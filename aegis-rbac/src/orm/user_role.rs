//! Ordered User<->Role relationship manager.
//!
//! Every user's role links carry a zero-based `level` that stays
//! contiguous: inserting at a taken position shifts later links up,
//! removing a link shifts them back down. All multi-step edits run in a
//! single transaction.

use chrono::NaiveDateTime;
use diesel::prelude::*;

use crate::MAX_ID_RESERVED;
use crate::cache;
use crate::error::SecurityError;
use crate::models::{NewUserRole, Role, User, UserRole};
use crate::schema::{roles, user_roles, users};

fn user_exists(conn: &mut SqliteConnection, user_id: i32) -> Result<bool, SecurityError> {
    let found: Option<i32> = users::table
        .select(users::id)
        .filter(users::id.eq(user_id))
        .first(conn)
        .optional()?;
    Ok(found.is_some())
}

fn role_exists(conn: &mut SqliteConnection, role_id: i32) -> Result<bool, SecurityError> {
    let found: Option<i32> = roles::table
        .select(roles::id)
        .filter(roles::id.eq(role_id))
        .first(conn)
        .optional()?;
    Ok(found.is_some())
}

fn find_link(
    conn: &mut SqliteConnection,
    user_id: i32,
    role_id: i32,
) -> Result<Option<UserRole>, SecurityError> {
    user_roles::table
        .filter(user_roles::user_id.eq(user_id))
        .filter(user_roles::role_id.eq(role_id))
        .first::<UserRole>(conn)
        .optional()
        .map_err(SecurityError::from)
}

pub(crate) fn add_role_to_user_inner(
    conn: &mut SqliteConnection,
    user_id: i32,
    role_id: i32,
    position: Option<i32>,
    created_at: Option<NaiveDateTime>,
    force_admin: bool,
) -> Result<(), SecurityError> {
    if user_id <= MAX_ID_RESERVED && !force_admin {
        return Err(SecurityError::AdminResources);
    }
    if !user_exists(conn, user_id)? {
        return Err(SecurityError::UserNotExist);
    }
    if !role_exists(conn, role_id)? {
        return Err(SecurityError::RoleNotExist);
    }
    if find_link(conn, user_id, role_id)?.is_some() {
        return Err(SecurityError::AlreadyExist);
    }

    let count: i64 = user_roles::table
        .filter(user_roles::user_id.eq(user_id))
        .count()
        .get_result(conn)?;

    let new_level = if count == 0 {
        0
    } else {
        match position {
            None => count as i32,
            Some(position) => {
                let max_level: Option<i32> = user_roles::table
                    .filter(user_roles::user_id.eq(user_id))
                    .select(diesel::dsl::max(user_roles::level))
                    .first(conn)?;
                let max_level = max_level.unwrap_or(0);
                let target = position.max(0).min(max_level + 1);
                if target <= max_level {
                    // Occupied position: make room by shifting later links up
                    diesel::update(
                        user_roles::table
                            .filter(user_roles::user_id.eq(user_id))
                            .filter(user_roles::level.ge(target)),
                    )
                    .set(user_roles::level.eq(user_roles::level + 1))
                    .execute(conn)?;
                }
                target
            }
        }
    };

    let new_link = NewUserRole {
        user_id,
        role_id,
        level: new_level,
        created_at: created_at.unwrap_or_else(|| chrono::Utc::now().naive_utc()),
    };
    diesel::insert_into(user_roles::table)
        .values(&new_link)
        .execute(conn)
        .map_err(SecurityError::from_integrity)?;
    Ok(())
}

/// Adds a relation between one specified user and one specified role.
///
/// # Arguments
/// * `position` - Order to be applied in case of multiple roles on the
///   same user. `None` appends; a taken position shifts later links up.
/// * `created_at` - Explicit link timestamp; `None` means now.
/// * `force_admin` - Permits touching users in the reserved range. Only
///   the defaults loader and the migration coordinator set this.
///
/// # Returns
/// * `Err(AdminResources)` - Reserved user without `force_admin`
/// * `Err(UserNotExist)` / `Err(RoleNotExist)` - Missing endpoint
/// * `Err(AlreadyExist)` - The relationship is already present
pub fn add_role_to_user(
    conn: &mut SqliteConnection,
    user_id: i32,
    role_id: i32,
    position: Option<i32>,
    created_at: Option<NaiveDateTime>,
    force_admin: bool,
) -> Result<(), SecurityError> {
    conn.transaction(|conn| {
        add_role_to_user_inner(conn, user_id, role_id, position, created_at, force_admin)
    })?;
    cache::invalidate_resource_cache();
    Ok(())
}

/// Mirror of [`add_role_to_user`].
pub fn add_user_to_role(
    conn: &mut SqliteConnection,
    user_id: i32,
    role_id: i32,
    position: Option<i32>,
    created_at: Option<NaiveDateTime>,
    force_admin: bool,
) -> Result<(), SecurityError> {
    add_role_to_user(conn, user_id, role_id, position, created_at, force_admin)
}

/// Checks if the user-role relationship exists.
///
/// Missing endpoints report `USER_NOT_EXIST` / `ROLE_NOT_EXIST` instead
/// of `false`.
pub fn exists_user_role(
    conn: &mut SqliteConnection,
    user_id: i32,
    role_id: i32,
) -> Result<bool, SecurityError> {
    if !user_exists(conn, user_id)? {
        return Err(SecurityError::UserNotExist);
    }
    if !role_exists(conn, role_id)? {
        return Err(SecurityError::RoleNotExist);
    }
    Ok(find_link(conn, user_id, role_id)?.is_some())
}

/// Gets all roles of a user, ordered by their level.
pub fn get_roles_from_user(
    conn: &mut SqliteConnection,
    user_id: i32,
) -> Result<Vec<Role>, SecurityError> {
    user_roles::table
        .inner_join(roles::table.on(roles::id.eq(user_roles::role_id)))
        .filter(user_roles::user_id.eq(user_id))
        .order(user_roles::level.asc())
        .select((roles::id, roles::name, roles::resource_type, roles::created_at))
        .load::<Role>(conn)
        .map_err(SecurityError::from)
}

/// Gets all users holding a role, ordered by user id.
pub fn get_users_from_role(
    conn: &mut SqliteConnection,
    role_id: i32,
) -> Result<Vec<User>, SecurityError> {
    user_roles::table
        .inner_join(users::table.on(users::id.eq(user_roles::user_id)))
        .filter(user_roles::role_id.eq(role_id))
        .order(users::id.asc())
        .select((
            users::id,
            users::username,
            users::password_hash,
            users::allow_run_as,
            users::resource_type,
            users::created_at,
        ))
        .load::<User>(conn)
        .map_err(SecurityError::from)
}

/// Returns the raw link rows of a user, ordered by level. Exposed for the
/// migration coordinator and invariant checks.
pub fn get_user_role_links(
    conn: &mut SqliteConnection,
    user_id: i32,
) -> Result<Vec<UserRole>, SecurityError> {
    user_roles::table
        .filter(user_roles::user_id.eq(user_id))
        .order(user_roles::level.asc())
        .load::<UserRole>(conn)
        .map_err(SecurityError::from)
}

pub(crate) fn remove_role_from_user_inner(
    conn: &mut SqliteConnection,
    user_id: i32,
    role_id: i32,
) -> Result<(), SecurityError> {
    if user_id <= MAX_ID_RESERVED {
        return Err(SecurityError::AdminResources);
    }
    if !user_exists(conn, user_id)? {
        return Err(SecurityError::UserNotExist);
    }
    if !role_exists(conn, role_id)? {
        return Err(SecurityError::RoleNotExist);
    }
    let link = find_link(conn, user_id, role_id)?.ok_or(SecurityError::RelationshipError)?;

    diesel::delete(user_roles::table.filter(user_roles::id.eq(link.id))).execute(conn)?;
    // Close the gap left at the removed position
    diesel::update(
        user_roles::table
            .filter(user_roles::user_id.eq(user_id))
            .filter(user_roles::level.gt(link.level)),
    )
    .set(user_roles::level.eq(user_roles::level - 1))
    .execute(conn)?;
    Ok(())
}

/// Removes a user-role relationship. Does not remove the user or the role.
///
/// # Returns
/// * `Err(AdminResources)` - Reserved user
/// * `Err(UserNotExist)` / `Err(RoleNotExist)` - Missing endpoint
/// * `Err(RelationshipError)` - The relationship does not exist
pub fn remove_role_from_user(
    conn: &mut SqliteConnection,
    user_id: i32,
    role_id: i32,
) -> Result<(), SecurityError> {
    conn.transaction(|conn| remove_role_from_user_inner(conn, user_id, role_id))?;
    cache::invalidate_resource_cache();
    Ok(())
}

/// Removes all role links of a user in a single transaction.
pub fn remove_all_roles_from_user(
    conn: &mut SqliteConnection,
    user_id: i32,
) -> Result<(), SecurityError> {
    if user_id <= MAX_ID_RESERVED {
        return Err(SecurityError::AdminResources);
    }

    conn.transaction(|conn| {
        let role_ids: Vec<i32> = user_roles::table
            .filter(user_roles::user_id.eq(user_id))
            .order(user_roles::level.asc())
            .select(user_roles::role_id)
            .load(conn)?;
        for role_id in role_ids {
            remove_role_from_user_inner(conn, user_id, role_id)
                .map_err(|_| SecurityError::RelationshipError)?;
        }
        Ok::<(), SecurityError>(())
    })?;
    cache::invalidate_resource_cache();
    Ok(())
}

/// Removes all user links of a role in a single transaction.
///
/// Fails with `RELATIONSHIP_ERROR` (and rolls back) if any linked user is
/// in the reserved range.
pub fn remove_all_users_from_role(
    conn: &mut SqliteConnection,
    role_id: i32,
) -> Result<(), SecurityError> {
    if role_id <= MAX_ID_RESERVED {
        return Err(SecurityError::AdminResources);
    }

    conn.transaction(|conn| {
        let user_ids: Vec<i32> = user_roles::table
            .filter(user_roles::role_id.eq(role_id))
            .order(user_roles::user_id.asc())
            .select(user_roles::user_id)
            .load(conn)?;
        for user_id in user_ids {
            remove_role_from_user_inner(conn, user_id, role_id)
                .map_err(|_| SecurityError::RelationshipError)?;
        }
        Ok::<(), SecurityError>(())
    })?;
    cache::invalidate_resource_cache();
    Ok(())
}

/// Replaces one role of a user with another, atomically.
///
/// The removal and the insertion run in one transaction; if any step
/// fails the whole edit rolls back with `RELATIONSHIP_ERROR`.
pub fn replace_role_in_user(
    conn: &mut SqliteConnection,
    user_id: i32,
    current_role_id: i32,
    new_role_id: i32,
    position: Option<i32>,
) -> Result<(), SecurityError> {
    if user_id <= MAX_ID_RESERVED {
        return Err(SecurityError::AdminResources);
    }
    if !exists_user_role(conn, user_id, current_role_id).unwrap_or(false) {
        return Err(SecurityError::RelationshipError);
    }
    if !role_exists(conn, new_role_id)? {
        return Err(SecurityError::RelationshipError);
    }

    conn.transaction(|conn| {
        remove_role_from_user_inner(conn, user_id, current_role_id)
            .map_err(|_| SecurityError::RelationshipError)?;
        add_role_to_user_inner(conn, user_id, new_role_id, position, None, false)
            .map_err(|_| SecurityError::RelationshipError)?;
        Ok::<(), SecurityError>(())
    })?;
    cache::invalidate_resource_cache();
    Ok(())
}
//! End-to-end scenarios for the startup integrity check and the
//! schema/data migration.

use aegis_rbac::models::ResourceType;
use aegis_rbac::orm::integrity::{NoOwnership, check_database_integrity};
use aegis_rbac::orm::{db, policy, role, role_policy, role_rule, rule, user, user_role};
use serde_json::json;
use tempfile::TempDir;

const OLD_VERSION: i32 = 1;
const NEW_VERSION: i32 = 2;

fn init_tracing() {
    let _ = tracing_subscriber::fmt().with_test_writer().try_init();
}

fn users_all_body() -> serde_json::Value {
    json!({
        "actions": ["users:read", "users:write"],
        "resources": ["user:id:*"],
        "effect": "allow"
    })
}

#[test]
fn fresh_install_creates_seeded_database() {
    init_tracing();
    let dir = TempDir::new().unwrap();
    let db_file = dir.path().join("rbac.db");

    check_database_integrity(&db_file, NEW_VERSION, &NoOwnership).unwrap();

    assert!(db_file.exists());
    #[cfg(unix)]
    {
        use std::os::unix::fs::PermissionsExt;
        let mode = std::fs::metadata(&db_file).unwrap().permissions().mode();
        assert_eq!(mode & 0o777, 0o640);
    }
    assert!(!dir.path().join("rbac.db.tmp").exists());

    let mut conn = db::connect(&db_file).unwrap();
    assert_eq!(db::database_version(&mut conn).unwrap(), NEW_VERSION);

    // All defaults present
    let admin_role = role::get_role_by_id(&mut conn, 1).unwrap();
    assert_eq!(admin_role.name, "administrator");
    let linked: Vec<i32> = role_rule::get_rules_from_role(&mut conn, 1)
        .unwrap()
        .into_iter()
        .map(|rule| rule.id)
        .collect();
    assert_eq!(linked, vec![1, 2]);

    let admin = user::get_user_by_name(&mut conn, "admin").unwrap();
    assert!(admin.allow_run_as);
    assert!(!user::list_users(&mut conn).unwrap().is_empty());
    assert!(!policy::list_policies(&mut conn).unwrap().is_empty());
}

#[test]
fn integrity_check_is_idempotent_once_current() {
    init_tracing();
    let dir = TempDir::new().unwrap();
    let db_file = dir.path().join("rbac.db");

    check_database_integrity(&db_file, NEW_VERSION, &NoOwnership).unwrap();

    // Write a marker, re-run, marker must survive the short-circuit
    let mut conn = db::connect(&db_file).unwrap();
    let marker = user::add_user(&mut conn, "marker", "pw").unwrap();
    drop(conn);

    check_database_integrity(&db_file, NEW_VERSION, &NoOwnership).unwrap();

    let mut conn = db::connect(&db_file).unwrap();
    assert!(user::get_user_by_id(&mut conn, marker.id).is_ok());
    assert_eq!(db::database_version(&mut conn).unwrap(), NEW_VERSION);
}

#[test]
fn upgrade_preserves_user_data() {
    init_tracing();
    let dir = TempDir::new().unwrap();
    let db_file = dir.path().join("rbac.db");

    // Source database at the old version
    check_database_integrity(&db_file, OLD_VERSION, &NoOwnership).unwrap();
    let mut conn = db::connect(&db_file).unwrap();

    let legacy_user = user::add_user_with(
        &mut conn,
        "legacy",
        "hunter2",
        Some(150),
        false,
        None,
        ResourceType::User,
        false,
    )
    .unwrap();
    user::set_allow_run_as(&mut conn, 150, true).unwrap();
    role::add_role_with(&mut conn, "custom", Some(200), None, ResourceType::User, false).unwrap();

    // Four policies linked at levels 0..=3, the interesting one last
    for (policy_id, name) in [(210, "pa"), (211, "pb"), (212, "pc"), (250, "pd")] {
        let body = json!({
            "actions": ["nodes:read"],
            "resources": [format!("node:id:{name}")],
            "effect": "allow"
        });
        policy::add_policy_with(
            &mut conn,
            name,
            &body,
            Some(policy_id),
            None,
            ResourceType::User,
            false,
        )
        .unwrap();
        role_policy::add_policy_to_role(&mut conn, 200, policy_id, None, None, false).unwrap();
    }
    user_role::add_role_to_user(&mut conn, 150, 200, None, None, false).unwrap();
    rule::add_rule_with(
        &mut conn,
        "custom_rule",
        &json!({"MATCH": {"definition": "custom"}}),
        Some(300),
        None,
        ResourceType::User,
        false,
    )
    .unwrap();
    role_rule::add_rule_to_role(&mut conn, 200, 300, None, false).unwrap();
    drop(conn);

    check_database_integrity(&db_file, NEW_VERSION, &NoOwnership).unwrap();

    let mut conn = db::connect(&db_file).unwrap();
    assert_eq!(db::database_version(&mut conn).unwrap(), NEW_VERSION);
    assert!(!dir.path().join("rbac.db.tmp").exists());

    // The user survived with id, hash and run-as flag intact
    let migrated = user::get_user_by_id(&mut conn, 150).unwrap();
    assert_eq!(migrated.username, "legacy");
    assert_eq!(migrated.password_hash, legacy_user.password_hash);
    assert!(migrated.allow_run_as);
    assert_eq!(migrated.resource_type, "user");

    // The role-policy link kept its level
    let links = role_policy::get_role_policy_links(&mut conn, 200).unwrap();
    let link = links.iter().find(|link| link.policy_id == 250).unwrap();
    assert_eq!(link.level, 3);
    let levels: Vec<i32> = links.iter().map(|link| link.level).collect();
    assert_eq!(levels, vec![0, 1, 2, 3]);

    // Other relationships and the built-ins are intact
    assert!(user_role::exists_user_role(&mut conn, 150, 200).unwrap());
    assert!(role_rule::exists_role_rule(&mut conn, 200, 300).unwrap());
    let builtin_rules: Vec<i32> = role_rule::get_rules_from_role(&mut conn, 1)
        .unwrap()
        .into_iter()
        .map(|rule| rule.id)
        .collect();
    assert_eq!(builtin_rules, vec![1, 2]);
}

#[test]
fn upgrade_retargets_policy_with_colliding_body() {
    init_tracing();
    let dir = TempDir::new().unwrap();
    let db_file = dir.path().join("rbac.db");

    check_database_integrity(&db_file, OLD_VERSION, &NoOwnership).unwrap();
    let mut conn = db::connect(&db_file).unwrap();

    // In the old database the shipped body of users_all moved away, and a
    // user policy (id 300) carries the body the new defaults will ship.
    let users_all = policy::get_policy_by_name(&mut conn, "users_all").unwrap();
    policy::update_policy(
        &mut conn,
        users_all.id,
        None,
        Some(&json!({
            "actions": ["users:read"],
            "resources": ["user:id:legacy"],
            "effect": "allow"
        })),
        None,
        false,
    )
    .unwrap();
    policy::add_policy_with(
        &mut conn,
        "shadow",
        &users_all_body(),
        Some(300),
        None,
        ResourceType::User,
        false,
    )
    .unwrap();

    let other = policy::add_policy(
        &mut conn,
        "other",
        &json!({
            "actions": ["nodes:read"],
            "resources": ["node:id:*"],
            "effect": "allow"
        }),
    )
    .unwrap();
    role::add_role_with(&mut conn, "custom", Some(400), None, ResourceType::User, false).unwrap();
    role_policy::add_policy_to_role(&mut conn, 400, other.id, None, None, false).unwrap();
    role_policy::add_policy_to_role(&mut conn, 400, 300, None, None, false).unwrap();
    drop(conn);

    check_database_integrity(&db_file, NEW_VERSION, &NoOwnership).unwrap();

    let mut conn = db::connect(&db_file).unwrap();
    // The colliding policy is gone; the shipped default owns the body
    assert!(policy::get_policy_by_id(&mut conn, 300).is_err());
    let surviving = policy::get_policy_by_body(&mut conn, &users_all_body()).unwrap();
    assert_eq!(surviving.name, "users_all");

    // The link that pointed at 300 now points at the surviving policy,
    // with its level preserved
    let links = role_policy::get_role_policy_links(&mut conn, 400).unwrap();
    let retargeted = links
        .iter()
        .find(|link| link.policy_id == surviving.id)
        .unwrap();
    assert_eq!(retargeted.level, 1);
    assert!(links.iter().any(|link| link.policy_id == other.id && link.level == 0));
}

#[test]
fn upgrade_skips_links_whose_endpoint_name_vanished() {
    init_tracing();
    let dir = TempDir::new().unwrap();
    let db_file = dir.path().join("rbac.db");

    check_database_integrity(&db_file, OLD_VERSION, &NoOwnership).unwrap();
    let mut conn = db::connect(&db_file).unwrap();

    // Rename a built-in role in the old database; the new defaults know
    // nothing about the old name, so the link cannot be rematched.
    role::update_role(&mut conn, 2, Some("forgotten"), None, false).unwrap();
    user::add_user_with(
        &mut conn,
        "legacy",
        "pw",
        Some(150),
        false,
        None,
        ResourceType::User,
        false,
    )
    .unwrap();
    user_role::add_role_to_user(&mut conn, 150, 2, None, None, false).unwrap();
    drop(conn);

    check_database_integrity(&db_file, NEW_VERSION, &NoOwnership).unwrap();

    let mut conn = db::connect(&db_file).unwrap();
    let migrated = user::get_user_by_id(&mut conn, 150).unwrap();
    assert_eq!(migrated.username, "legacy");
    assert!(user_role::get_user_role_links(&mut conn, 150).unwrap().is_empty());
}

#[test]
fn unreadable_database_aborts_and_preserves_file() {
    init_tracing();
    let dir = TempDir::new().unwrap();
    let db_file = dir.path().join("rbac.db");
    std::fs::write(&db_file, b"this is not a sqlite database, honest").unwrap();

    let result = check_database_integrity(&db_file, NEW_VERSION, &NoOwnership);
    assert!(result.is_err());

    let contents = std::fs::read(&db_file).unwrap();
    assert_eq!(contents, b"this is not a sqlite database, honest");
    assert!(!dir.path().join("rbac.db.tmp").exists());
}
────────
PROBLEM REQUIREMENTS: Copy out every line from the data above that has "step" in it.

ANSWER TO THIS PROBLEM:
//! removing a link shifts them back down. All multi-step edits run in a
/// The removal and the insertion run in one transaction; if any step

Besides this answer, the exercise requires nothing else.